Non solo osservatori, ma protagonisti del servizio: un gesto semplice, ma potente, che ha permesso di entrare in contatto diretto con le persone e con i bisogni reali della comunità.
Nei giorni successivi, la visita al centro Caritas della parrocchia SS. Salvatore ha mostrato un altro volto dell’accoglienza: il servizio docce e colazione per senza fissa dimora, attivo più volte a settimana. Un presidio fondamentale che va oltre l’assistenza materiale, restituendo dignità e attenzione.
Il pomeriggio ha portato la delegazione in uno dei luoghi più complessi del territorio: Borgo Mezzanone, noto come il più grande ghetto d’Europa. Una realtà difficile, che interpella quotidianamente operatori e volontari.

La giornata si è conclusa nella parrocchia San Paolo Apostolo, dove i volontari hanno condiviso esperienze e criticità legate alla gestione dei bisogni di un quartiere segnato da forti disuguaglianze.
Confronto, spiritualità e approfondimento
La settimana è proseguita con momenti di confronto e scambio sempre più profondi. Presso la sede centrale della Caritas di Foggia, la delegazione ha incontrato operatori, volontari e giovani del Servizio Civile, dando vita a un dialogo ricco sulle diverse modalità di intervento tra Italia e Spagna.
Non è mancata una dimensione spirituale: la visita a San Giovanni Rotondo, con un momento di preghiera sulla tomba di San Pio, ha rappresentato un’occasione di raccoglimento e riflessione sul senso del servizio.

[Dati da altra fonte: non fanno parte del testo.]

//! Router configuration
//!
//! A router is configured with its own callsign and an ordered list of alias
//! rules. Rules are usually given as the comma-separated rules text used by
//! digipeater front ends:
//!
//! | Entry      | Meaning                                             |
//! |------------|-----------------------------------------------------|
//! | `WIDE`     | every `WIDEn-N` alias, and the explicit alias `WIDE` |
//! | `WIDE2`    | only `WIDE2-N`                                      |
//! | `WIDE3-2`  | only `WIDE3-N`, with a hop limit of 2               |
//! | `RELAY`    | explicit alias `RELAY`                              |
//! | `CALLA-1`  | explicit alias `CALLA-1`                            |
//!
//! Rules from text use [`DecrementPolicy::Decrement`], which routes past
//! the hop limit. The limit only takes effect with the `trap` or `reject`
//! policy, set through [`AliasRule::with_policy`] or the JSON settings.

use std::fmt;
use std::str::FromStr;

use aprs_packet::callsign::{MAX_BASE_LEN, MAX_SSID};
use aprs_packet::path::MAX_ALIAS_HOPS;
use aprs_packet::{AliasHops, Callsign, PathElement};
use serde::{Deserialize, Serialize};

use crate::error::ConfigError;

/// What to do with an alias whose remaining hops exceed the rule's limit
#[derive(Debug, Clone, Copy, Default, PartialEq, Eq, Hash, Serialize, Deserialize)]
#[serde(rename_all = "lowercase")]
pub enum DecrementPolicy {
    /// Ignore the limit and route normally
    #[default]
    Decrement,
    /// Replace the alias with the router callsign so it goes no further
    Trap,
    /// Do not repeat the packet
    Reject,
}

/// A single alias rule
#[derive(Debug, Clone, Default, PartialEq, Eq, Serialize, Deserialize)]
#[serde(default)]
pub struct AliasRule {
    /// Alias family (`WIDE`) or explicit alias base (`RELAY`)
    pub name: String,
    /// Restrict to one family member (`2` for `WIDE2-N`)
    pub n: Option<u8>,
    /// Maximum acceptable remaining hops
    pub hop_limit: Option<u8>,
    /// SSID of an explicit alias (`CALLA-1`)
    pub ssid: Option<u8>,
    /// Replace the alias with the router callsign instead of inserting before it
    pub substitute: bool,
    /// Applied when an alias exceeds `hop_limit`
    pub policy: DecrementPolicy,
}

impl AliasRule {
    /// Rule for every member of an alias family, which is also an explicit alias
    pub fn family(name: impl Into<String>) -> Self {
        Self {
            name: name.into(),
            ..Self::default()
        }
    }

    /// Rule for a single family member, `NAMEn`
    pub fn member(name: impl Into<String>, n: u8) -> Self {
        Self {
            name: name.into(),
            n: Some(n),
            ..Self::default()
        }
    }

    /// Rule for an explicit alias callsign
    pub fn explicit(callsign: &Callsign) -> Self {
        Self {
            name: callsign.base().to_string(),
            ssid: callsign.ssid(),
            ..Self::default()
        }
    }

    pub fn with_hop_limit(mut self, limit: u8) -> Self {
        self.hop_limit = Some(limit);
        self
    }

    pub fn with_policy(mut self, policy: DecrementPolicy) -> Self {
        self.policy = policy;
        self
    }

    pub fn with_substitute(mut self, substitute: bool) -> Self {
        self.substitute = substitute;
        self
    }

    /// Whether this rule routes the given generic alias (`WIDE2-1`)
    ///
    /// Exhausted aliases never match; they have nothing left to route.
    pub fn matches_alias(&self, element: &PathElement) -> bool {
        let Some(hops) = element.hops() else {
            return false;
        };
        self.ssid.is_none()
            && hops.remaining > 0
            && self.covers_family(element)
            && self.n.map_or(true, |n| n == hops.n)
    }

    /// Whether this rule names the given element as an explicit alias
    pub fn matches_explicit(&self, element: &PathElement) -> bool {
        let callsign = element.callsign();
        self.n.is_none()
            && callsign.base().eq_ignore_ascii_case(&self.name)
            && callsign.ssid_value() == self.ssid.unwrap_or(0)
    }

    /// Whether the element belongs to this rule's alias family
    pub fn covers_family(&self, element: &PathElement) -> bool {
        self.ssid.is_none()
            && element
                .family()
                .is_some_and(|family| family.eq_ignore_ascii_case(&self.name))
    }

    /// Whether an alias carries more hops than this rule accepts
    pub fn exceeds_limit(&self, hops: AliasHops) -> bool {
        self.hop_limit.is_some_and(|limit| hops.remaining > limit)
    }

    /// Check the rule for consistency
    pub fn validate(&self) -> Result<(), ConfigError> {
        let invalid = |reason: &str| ConfigError::InvalidRule {
            rule: self.to_string(),
            reason: reason.to_string(),
        };

        if self.name.is_empty()
            || self.name.len() > MAX_BASE_LEN
            || !self.name.bytes().all(|b| b.is_ascii_alphanumeric())
        {
            return Err(invalid("name must be 1 to 6 letters or digits"));
        }
        if self.n.is_some_and(|n| n == 0 || n > MAX_ALIAS_HOPS) {
            return Err(invalid("n must be between 1 and 7"));
        }
        if self.hop_limit.is_some_and(|h| h == 0 || h > MAX_ALIAS_HOPS) {
            return Err(invalid("hop limit must be between 1 and 7"));
        }
        if self.ssid.is_some_and(|s| s > MAX_SSID) {
            return Err(invalid("SSID must be between 0 and 15"));
        }
        if self.ssid.is_some() && (self.n.is_some() || self.hop_limit.is_some()) {
            return Err(invalid("an explicit alias cannot carry a hop count"));
        }
        Ok(())
    }
}

impl FromStr for AliasRule {
    type Err = ConfigError;

    fn from_str(s: &str) -> Result<Self, Self::Err> {
        let callsign = Callsign::parse(s).map_err(|source| ConfigError::InvalidEntry {
            entry: s.to_string(),
            source,
        })?;

        let hops = AliasHops::detect(&callsign);
        let rule = match (hops, callsign.ssid()) {
            // NAMEn or NAMEn-N with N in 1..=7
            (Some(hops), ssid) if ssid.map_or(true, |s| s > 0) => {
                let base = callsign.base();
                let rule = AliasRule::member(&base[..base.len() - 1], hops.n);
                match ssid {
                    Some(limit) => rule.with_hop_limit(limit),
                    None => rule,
                }
            }
            (None, None) if !ends_with_digit(callsign.base()) => {
                AliasRule::family(callsign.base())
            }
            _ => AliasRule::explicit(&callsign),
        };

        Ok(rule)
    }
}

impl fmt::Display for AliasRule {
    fn fmt(&self, f: &mut fmt::Formatter<'_>) -> fmt::Result {
        f.write_str(&self.name)?;
        if let Some(n) = self.n {
            write!(f, "{}", n)?;
        }
        if let Some(limit) = self.hop_limit {
            write!(f, "-{}", limit)?;
        } else if let Some(ssid) = self.ssid {
            write!(f, "-{}", ssid)?;
        }
        Ok(())
    }
}

fn ends_with_digit(base: &str) -> bool {
    base.bytes().last().is_some_and(|b| b.is_ascii_digit())
}

/// Parse comma-separated rules text
///
/// Empty entries are skipped.
pub fn parse_rules(text: &str) -> Result<Vec<AliasRule>, ConfigError> {
    text.split(',')
        .map(str::trim)
        .filter(|entry| !entry.is_empty())
        .map(|entry| {
            entry.parse::<AliasRule>().inspect_err(|e| {
                tracing::warn!("Rejected routing rule {:?}: {}", entry, e);
            })
        })
        .collect()
}

/// Router configuration
#[derive(Debug, Clone, PartialEq, Eq, Serialize, Deserialize)]
pub struct RouterConfig {
    /// The router's own callsign
    pub callsign: Callsign,
    /// Alias rules, first match wins
    #[serde(default)]
    pub rules: Vec<AliasRule>,
    /// Collect routing actions for display
    #[serde(default)]
    pub diagnostics: bool,
}

impl RouterConfig {
    /// Configuration with no alias rules; only explicit routing applies
    pub fn new(callsign: Callsign) -> Self {
        Self {
            callsign,
            rules: Vec::new(),
            diagnostics: false,
        }
    }

    /// Build a configuration from a callsign and rules text
    pub fn from_rules(callsign: &str, rules_text: &str) -> Result<Self, ConfigError> {
        let callsign = Callsign::parse(callsign.trim()).map_err(ConfigError::InvalidCallsign)?;
        let config = Self {
            callsign,
            rules: parse_rules(rules_text)?,
            diagnostics: false,
        };
        config.validate()?;
        Ok(config)
    }

    pub fn with_rule(mut self, rule: AliasRule) -> Self {
        self.rules.push(rule);
        self
    }

    pub fn with_diagnostics(mut self, enabled: bool) -> Self {
        self.diagnostics = enabled;
        self
    }

    /// Check every rule for consistency
    pub fn validate(&self) -> Result<(), ConfigError> {
        self.rules.iter().try_for_each(AliasRule::validate)
    }

    /// First rule that routes the element, as a generic or explicit alias
    pub fn find_rule(&self, element: &PathElement) -> Option<&AliasRule> {
        self.rules
            .iter()
            .find(|rule| rule.matches_alias(element) || rule.matches_explicit(element))
    }

    /// Whether the element is an alias of a configured family
    pub fn covers_family(&self, element: &PathElement) -> bool {
        self.rules.iter().any(|rule| rule.covers_family(element))
    }
}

Nel pomeriggio, spazio anche all’approfondimento delle dinamiche legate all’accoglienza dei migranti, grazie all’incontro con la Flai Cgil di Foggia. Un momento importante per comprendere gli aspetti burocratici e normativi che spesso accompagnano le situazioni di fragilità.
La giornata si è poi conclusa con la visita al ghetto di Rignano, un altro luogo simbolo delle contraddizioni legate al fenomeno migratorio.
Incontri e testimonianze
Tra i momenti più significativi, l’incontro con l’Arcivescovo Ferretti ha segnato la penultima giornata. Un’accoglienza calorosa e parole di incoraggiamento che hanno rafforzato il senso del cammino condiviso.

Insieme alla Caritas Diocesana di Cerignola-Ascoli Satriano, la delegazione ha visitato il ghetto di Tre Titoli e la struttura dedicata a Santa Bakhita, un presidio importante che offre anche servizi sanitari ai migranti.
La giornata è proseguita con il pranzo presso la mensa della “Casa della Carità” e la visita ad altre realtà sostenute dalla Caritas locale: il centro “Diorama” e una struttura di accoglienza per minori non accompagnati. Luoghi diversi, ma uniti dalla stessa missione: prendersi cura.
Uno sguardo al futuro
La settimana si è conclusa con un ultimo momento significativo: la visita alla “Clinica legale” dell’Università di Foggia, un progetto che offre supporto giuridico ai migranti, in particolare a quelli che vivono nel ghetto di Borgo Mezzanone.
Infine, il saluto presso la sede della Caritas di Foggia ha rappresentato non solo la chiusura di un’esperienza, ma anche l’inizio di qualcosa di più grande.
Perché questa settimana ha lasciato una consapevolezza chiara: creare reti internazionali è fondamentale. Condividere buone pratiche, confrontarsi e costruire insieme permette di rafforzare i percorsi di accoglienza e promuovere una visione comune basata sulla dignità della persona.
Non è stato solo uno scambio, ma un vero incontro tra comunità. E come tutti gli incontri autentici, non finisce qui. Continua, ogni giorno, nei gesti concreti, nelle relazioni costruite e nell’impegno condiviso a favore dei più fragili.